Shifting the Perspective
A car's engine provides the power to drive the vehicle and manage the accessories. A superior operating model does much the same for a company supplying the operating concepts, performance metrics, and organizational means needed to power profitability. Toward the end of the 1990s, supply chain leaders such as Dell Computer, Nokia, and Zara recalibrated their operating models to ensure smooth operation in an environment of lower demand. By controlling supply bases, these companies avoided the demand-visibility problems that plagued many of their competitors (see Figure 2).
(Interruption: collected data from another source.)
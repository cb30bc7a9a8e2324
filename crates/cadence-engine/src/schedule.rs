use chrono::{DateTime, Days, Duration, FixedOffset, NaiveTime, TimeZone, Utc};

use cadence_core::config::SchedulerConfig;
use cadence_core::error::Result;
use cadence_core::step::{DelaySpec, DelayUnit, Step};

/// 9999-12-31T23:59:59Z, the last instant with a four-digit year.
const LATEST_FIRE_SECS: i64 = 253_402_300_799;

/// Upper bound for computed fire times. Later instants cannot be stored as
/// fixed-width timestamps.
pub fn latest_fire() -> DateTime<Utc> {
    DateTime::from_timestamp(LATEST_FIRE_SECS, 0).unwrap_or_default()
}

/// Computes when a delayed step becomes due.
///
/// Minute and hour delays are plain offsets from `now`. Day delays move the
/// civil date forward in a fixed UTC offset and fire at the step's send time,
/// or at the configured default time of day.
#[derive(Debug, Clone, Copy)]
pub struct DelayClock {
    zone: FixedOffset,
    anchor: NaiveTime,
}

impl DelayClock {
    pub fn new(zone: FixedOffset, anchor: NaiveTime) -> Self {
        Self { zone, anchor }
    }

    pub fn from_config(config: &SchedulerConfig) -> Result<Self> {
        Ok(Self::new(config.timezone()?, config.anchor_time()?))
    }

    /// UTC instant at which a step with `delay` becomes due, never earlier than `now`.
    pub fn next_fire(&self, delay: &DelaySpec, now: DateTime<Utc>) -> DateTime<Utc> {
        if delay.is_zero() {
            return now;
        }
        let target = match delay.unit {
            DelayUnit::Minutes => now.checked_add_signed(Duration::minutes(delay.amount as i64)),
            DelayUnit::Hours => now.checked_add_signed(Duration::hours(delay.amount as i64)),
            DelayUnit::Days => self.anchored(delay, now),
        };
        let latest = latest_fire();
        target.map_or(latest, |t| t.min(latest)).max(now)
    }

    /// When `step` becomes due once the pointer lands on it. Condition steps
    /// are evaluated immediately.
    pub fn due_at(&self, step: &Step, now: DateTime<Utc>) -> DateTime<Utc> {
        if step.is_condition() {
            now
        } else {
            self.next_fire(&step.delay, now)
        }
    }

    fn anchored(&self, delay: &DelaySpec, now: DateTime<Utc>) -> Option<DateTime<Utc>> {
        let local_date = now.with_timezone(&self.zone).date_naive();
        let date = local_date.checked_add_days(Days::new(delay.amount as u64))?;
        let time = delay.send_time.unwrap_or(self.anchor);
        self.zone
            .from_local_datetime(&date.and_time(time))
            .single()
            .map(|local| local.with_timezone(&Utc))
    }
}

#[cfg(test)]
mod tests {
    use super::*;

    fn at(h: u32, m: u32) -> NaiveTime {
        NaiveTime::from_hms_opt(h, m, 0).unwrap()
    }

    fn clock(offset_hours: i32) -> DelayClock {
        DelayClock::new(FixedOffset::east_opt(offset_hours * 3600).unwrap(), at(10, 0))
    }

    fn utc(y: i32, mo: u32, d: u32, h: u32, mi: u32) -> DateTime<Utc> {
        Utc.with_ymd_and_hms(y, mo, d, h, mi, 0).unwrap()
    }

    #[test]
    fn test_zero_delay_is_now() {
        let now = utc(2025, 3, 1, 8, 0);
        assert_eq!(clock(0).next_fire(&DelaySpec::immediate(), now), now);
        assert_eq!(clock(0).next_fire(&DelaySpec::days(0).at(at(9, 0)), now), now);
    }

    #[test]
    fn test_minutes_and_hours() {
        let now = utc(2025, 3, 1, 8, 0);
        assert_eq!(clock(0).next_fire(&DelaySpec::minutes(90), now), utc(2025, 3, 1, 9, 30));
        assert_eq!(clock(5).next_fire(&DelaySpec::hours(20), now), utc(2025, 3, 2, 4, 0));
    }

    #[test]
    fn test_days_anchor_to_default_time() {
        let now = utc(2025, 3, 1, 23, 30);
        assert_eq!(clock(0).next_fire(&DelaySpec::days(2), now), utc(2025, 3, 3, 10, 0));
    }

    #[test]
    fn test_days_use_step_send_time() {
        let now = utc(2025, 3, 1, 8, 0);
        let delay = DelaySpec::days(1).at(at(18, 45));
        assert_eq!(clock(0).next_fire(&delay, now), utc(2025, 3, 2, 18, 45));
    }

    #[test]
    fn test_days_follow_civil_date_in_offset() {
        // 2025-03-01 20:00 UTC is already 2025-03-02 05:00 at UTC+9.
        let now = utc(2025, 3, 1, 20, 0);
        // local 2025-03-03 10:00 +09:00 == 2025-03-03 01:00 UTC
        assert_eq!(clock(9).next_fire(&DelaySpec::days(1), now), utc(2025, 3, 3, 1, 0));

        // At UTC-5 the same instant is still 2025-03-01 15:00.
        // local 2025-03-02 10:00 -05:00 == 2025-03-02 15:00 UTC
        assert_eq!(clock(-5).next_fire(&DelaySpec::days(1), now), utc(2025, 3, 2, 15, 0));
    }

    #[test]
    fn test_condition_steps_are_due_immediately() {
        use cadence_core::rules::RuleSet;
        let now = utc(2025, 3, 1, 8, 0);
        let step = Step::condition(RuleSet::default(), None, None).with_delay(DelaySpec::days(3));
        assert_eq!(clock(0).due_at(&step, now), now);
        let step = Step::send_text("x").with_delay(DelaySpec::minutes(5));
        assert_eq!(clock(0).due_at(&step, now), utc(2025, 3, 1, 8, 5));
    }

    #[test]
    fn test_never_before_now() {
        let now = utc(2025, 3, 1, 8, 0);
        let clock = DelayClock::new(FixedOffset::east_opt(0).unwrap(), at(10, 0));
        assert!(clock.next_fire(&DelaySpec::days(1), now) > now);
    }

    #[test]
    fn test_fire_time_capped_at_year_9999() {
        let now = utc(9999, 6, 1, 8, 0);
        assert_eq!(
            clock(0).next_fire(&DelaySpec::days(3650), now),
            utc(9999, 12, 31, 23, 59) + Duration::seconds(59)
        );
        assert_eq!(
            clock(0).next_fire(&DelaySpec::days(u32::MAX), utc(2025, 1, 1, 0, 0)),
            latest_fire()
        );
    }
}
The ability to quickly reduce production, minimize channel inventories of materials and products, and determine true consumer demand were core elements of their retuned operating models.
Figure 2: Accenture research confirmed that global business leaders apply a wide variety of supplymanagement strategies to help them flourish in lean as well as flush times.
Developing or redeveloping operating models to thrive in a supplier-focused environment often requires a major supply chain transformation (see Figure 3). The first basic step in this admittedly complex process is to link each of the activities identified in the previous section (clean up systems, extend metrics, add visibility, and so on) to a model that emphasizes a balanced, integrated approach to supply and demand. Working with supply chain partners, new supply- oriented strategies then must be institutionalized within business processes, concurrent with shared performance metrics, people, and organizations. Finally, companies will need to adopt a continuous management and improvement attitude one that is supported and nurtured by all senior executives and that eschews inertia organization-wide.
Figure 3: Accenture supply chain transformation research identified a variety of metrics and success factors.
Throughout this year's ASCET volume its fifth edition numerous insiders present their ideas on how to steer supply chain operations through rough economic waters. Each of their observations will take a slightly different, but no less poignant, perspective. But it shouldn't be surprising if most of them make it abundantly clear that balancing supply and demand in a flexible, expeditious way is supply chain management's most important contribution to ongoing corporate profitability.